▸ **PROBLEM REQUIREMENTS**: Print the first line of the data below and every one after it, through the line containing "use stim_trigger::StimError;", exactly as written.
══════════════════════════════
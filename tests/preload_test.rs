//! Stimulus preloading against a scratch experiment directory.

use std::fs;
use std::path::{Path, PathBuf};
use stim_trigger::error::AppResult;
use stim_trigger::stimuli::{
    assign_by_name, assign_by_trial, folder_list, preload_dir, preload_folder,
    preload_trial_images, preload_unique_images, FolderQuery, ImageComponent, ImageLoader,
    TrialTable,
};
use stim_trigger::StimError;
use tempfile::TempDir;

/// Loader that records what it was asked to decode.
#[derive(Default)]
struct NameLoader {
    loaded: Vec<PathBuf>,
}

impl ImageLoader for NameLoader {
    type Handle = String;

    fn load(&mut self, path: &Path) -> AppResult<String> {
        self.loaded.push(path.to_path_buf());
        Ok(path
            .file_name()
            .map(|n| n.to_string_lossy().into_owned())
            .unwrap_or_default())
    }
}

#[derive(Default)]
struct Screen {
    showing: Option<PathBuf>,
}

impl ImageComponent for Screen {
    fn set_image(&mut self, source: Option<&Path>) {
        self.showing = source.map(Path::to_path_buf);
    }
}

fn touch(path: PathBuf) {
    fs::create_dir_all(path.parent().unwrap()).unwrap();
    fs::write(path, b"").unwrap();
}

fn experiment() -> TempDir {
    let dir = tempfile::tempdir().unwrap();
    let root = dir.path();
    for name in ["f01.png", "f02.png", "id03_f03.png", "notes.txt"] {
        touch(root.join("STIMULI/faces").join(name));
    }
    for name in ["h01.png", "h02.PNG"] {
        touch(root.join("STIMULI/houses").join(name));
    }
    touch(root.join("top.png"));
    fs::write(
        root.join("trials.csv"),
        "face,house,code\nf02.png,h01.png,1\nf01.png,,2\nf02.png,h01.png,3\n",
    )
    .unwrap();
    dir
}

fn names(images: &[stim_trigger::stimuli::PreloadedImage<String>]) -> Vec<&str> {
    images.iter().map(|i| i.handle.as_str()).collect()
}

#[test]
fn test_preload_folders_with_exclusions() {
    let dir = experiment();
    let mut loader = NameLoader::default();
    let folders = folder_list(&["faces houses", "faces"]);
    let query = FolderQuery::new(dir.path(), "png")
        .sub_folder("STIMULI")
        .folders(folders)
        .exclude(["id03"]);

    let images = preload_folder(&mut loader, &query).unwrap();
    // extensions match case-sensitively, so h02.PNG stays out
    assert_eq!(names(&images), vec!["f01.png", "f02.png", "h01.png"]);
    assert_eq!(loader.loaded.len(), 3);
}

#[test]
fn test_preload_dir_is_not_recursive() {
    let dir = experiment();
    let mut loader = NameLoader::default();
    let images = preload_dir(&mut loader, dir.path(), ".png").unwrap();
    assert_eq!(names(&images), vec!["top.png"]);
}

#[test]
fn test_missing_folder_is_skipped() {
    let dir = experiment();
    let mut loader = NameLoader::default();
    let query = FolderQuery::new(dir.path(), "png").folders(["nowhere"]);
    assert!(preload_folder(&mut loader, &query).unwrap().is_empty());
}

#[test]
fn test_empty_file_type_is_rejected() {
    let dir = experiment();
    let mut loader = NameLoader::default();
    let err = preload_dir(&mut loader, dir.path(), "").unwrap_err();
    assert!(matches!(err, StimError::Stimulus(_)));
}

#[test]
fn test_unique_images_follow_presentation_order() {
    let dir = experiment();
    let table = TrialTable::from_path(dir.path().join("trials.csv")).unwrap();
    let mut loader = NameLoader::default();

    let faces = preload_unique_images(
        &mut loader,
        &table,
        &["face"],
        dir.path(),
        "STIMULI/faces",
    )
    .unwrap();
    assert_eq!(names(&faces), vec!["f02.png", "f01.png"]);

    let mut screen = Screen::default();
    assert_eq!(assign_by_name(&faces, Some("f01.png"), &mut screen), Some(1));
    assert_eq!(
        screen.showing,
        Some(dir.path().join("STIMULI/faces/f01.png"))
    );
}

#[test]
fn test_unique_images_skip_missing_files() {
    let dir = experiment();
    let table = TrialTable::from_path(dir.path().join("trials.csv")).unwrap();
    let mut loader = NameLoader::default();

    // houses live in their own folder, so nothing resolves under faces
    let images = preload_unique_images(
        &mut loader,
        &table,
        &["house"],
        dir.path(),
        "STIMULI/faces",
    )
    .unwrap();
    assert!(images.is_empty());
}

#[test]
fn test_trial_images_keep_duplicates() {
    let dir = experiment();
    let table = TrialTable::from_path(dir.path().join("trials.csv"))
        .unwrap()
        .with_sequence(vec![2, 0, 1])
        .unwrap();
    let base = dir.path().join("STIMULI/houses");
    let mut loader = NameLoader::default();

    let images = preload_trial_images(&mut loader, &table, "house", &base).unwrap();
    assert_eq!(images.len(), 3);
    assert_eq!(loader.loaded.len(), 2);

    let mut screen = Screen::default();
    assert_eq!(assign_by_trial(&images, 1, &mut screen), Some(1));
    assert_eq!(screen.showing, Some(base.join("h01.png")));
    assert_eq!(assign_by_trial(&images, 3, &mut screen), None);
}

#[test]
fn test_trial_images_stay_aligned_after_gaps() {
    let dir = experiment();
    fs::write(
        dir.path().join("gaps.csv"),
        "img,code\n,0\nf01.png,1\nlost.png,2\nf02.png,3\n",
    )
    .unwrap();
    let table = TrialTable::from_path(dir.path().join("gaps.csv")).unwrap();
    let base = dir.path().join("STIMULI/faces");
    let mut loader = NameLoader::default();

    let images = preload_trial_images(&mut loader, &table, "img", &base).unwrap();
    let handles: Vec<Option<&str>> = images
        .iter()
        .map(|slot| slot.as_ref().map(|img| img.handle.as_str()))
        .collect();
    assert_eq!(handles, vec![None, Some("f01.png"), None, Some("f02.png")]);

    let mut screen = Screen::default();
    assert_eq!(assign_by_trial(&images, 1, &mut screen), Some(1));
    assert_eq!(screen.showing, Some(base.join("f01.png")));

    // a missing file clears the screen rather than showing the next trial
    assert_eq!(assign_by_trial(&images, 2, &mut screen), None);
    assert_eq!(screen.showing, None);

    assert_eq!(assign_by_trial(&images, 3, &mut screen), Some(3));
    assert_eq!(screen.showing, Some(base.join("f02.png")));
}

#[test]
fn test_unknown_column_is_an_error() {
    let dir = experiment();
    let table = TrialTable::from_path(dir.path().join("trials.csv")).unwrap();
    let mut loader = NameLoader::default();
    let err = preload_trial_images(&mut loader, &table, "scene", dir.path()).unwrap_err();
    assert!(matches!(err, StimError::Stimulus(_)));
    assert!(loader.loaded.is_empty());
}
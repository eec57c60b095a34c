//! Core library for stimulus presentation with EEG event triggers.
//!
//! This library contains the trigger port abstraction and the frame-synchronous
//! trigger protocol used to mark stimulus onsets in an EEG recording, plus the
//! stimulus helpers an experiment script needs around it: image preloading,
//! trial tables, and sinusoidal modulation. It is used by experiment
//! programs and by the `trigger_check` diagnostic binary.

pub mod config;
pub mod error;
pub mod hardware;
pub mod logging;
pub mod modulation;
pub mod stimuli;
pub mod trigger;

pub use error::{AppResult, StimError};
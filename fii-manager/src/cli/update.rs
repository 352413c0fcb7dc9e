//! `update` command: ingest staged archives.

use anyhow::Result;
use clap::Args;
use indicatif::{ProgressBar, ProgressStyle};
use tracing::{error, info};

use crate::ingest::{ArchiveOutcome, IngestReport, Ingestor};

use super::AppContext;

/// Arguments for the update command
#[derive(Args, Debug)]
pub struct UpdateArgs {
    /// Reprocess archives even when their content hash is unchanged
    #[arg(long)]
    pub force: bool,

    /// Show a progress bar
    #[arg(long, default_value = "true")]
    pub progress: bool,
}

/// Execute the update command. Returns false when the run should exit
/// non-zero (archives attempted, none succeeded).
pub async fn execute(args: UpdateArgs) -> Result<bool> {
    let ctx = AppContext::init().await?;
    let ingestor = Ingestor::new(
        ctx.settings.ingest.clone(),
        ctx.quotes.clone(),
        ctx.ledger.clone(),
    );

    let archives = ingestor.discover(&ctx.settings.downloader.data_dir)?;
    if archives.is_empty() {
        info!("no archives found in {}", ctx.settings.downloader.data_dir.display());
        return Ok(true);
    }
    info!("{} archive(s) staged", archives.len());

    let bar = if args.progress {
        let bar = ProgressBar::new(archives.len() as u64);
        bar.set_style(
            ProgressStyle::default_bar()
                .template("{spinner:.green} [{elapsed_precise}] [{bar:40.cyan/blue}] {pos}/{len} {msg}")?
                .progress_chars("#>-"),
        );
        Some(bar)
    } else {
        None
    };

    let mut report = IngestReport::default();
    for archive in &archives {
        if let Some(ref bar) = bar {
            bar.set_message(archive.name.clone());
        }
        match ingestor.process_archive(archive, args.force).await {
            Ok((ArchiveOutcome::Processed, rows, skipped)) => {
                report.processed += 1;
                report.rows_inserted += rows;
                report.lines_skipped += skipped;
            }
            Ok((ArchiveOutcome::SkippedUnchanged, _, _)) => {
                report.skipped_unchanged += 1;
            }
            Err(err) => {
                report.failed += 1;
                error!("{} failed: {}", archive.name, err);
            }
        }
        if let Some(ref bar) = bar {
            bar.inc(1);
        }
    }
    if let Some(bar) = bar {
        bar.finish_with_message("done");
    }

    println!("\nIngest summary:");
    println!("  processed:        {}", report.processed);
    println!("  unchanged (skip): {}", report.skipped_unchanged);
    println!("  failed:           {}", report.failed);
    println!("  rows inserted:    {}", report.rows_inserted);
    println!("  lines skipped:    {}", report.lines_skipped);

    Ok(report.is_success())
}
══════════════════════════════
▸ **SOLUTION TO THIS TASK**:
filename tests/preload_test.rs
//! Stimulus preloading against a scratch experiment directory.

use std::fs;
use std::path::{Path, PathBuf};
use stim_trigger::error::AppResult;
use stim_trigger::stimuli::{
    assign_by_name, assign_by_trial, folder_list, preload_dir, preload_folder,
    preload_trial_images, preload_unique_images, FolderQuery, ImageComponent, ImageLoader,
    TrialTable,
};
use stim_trigger::StimError;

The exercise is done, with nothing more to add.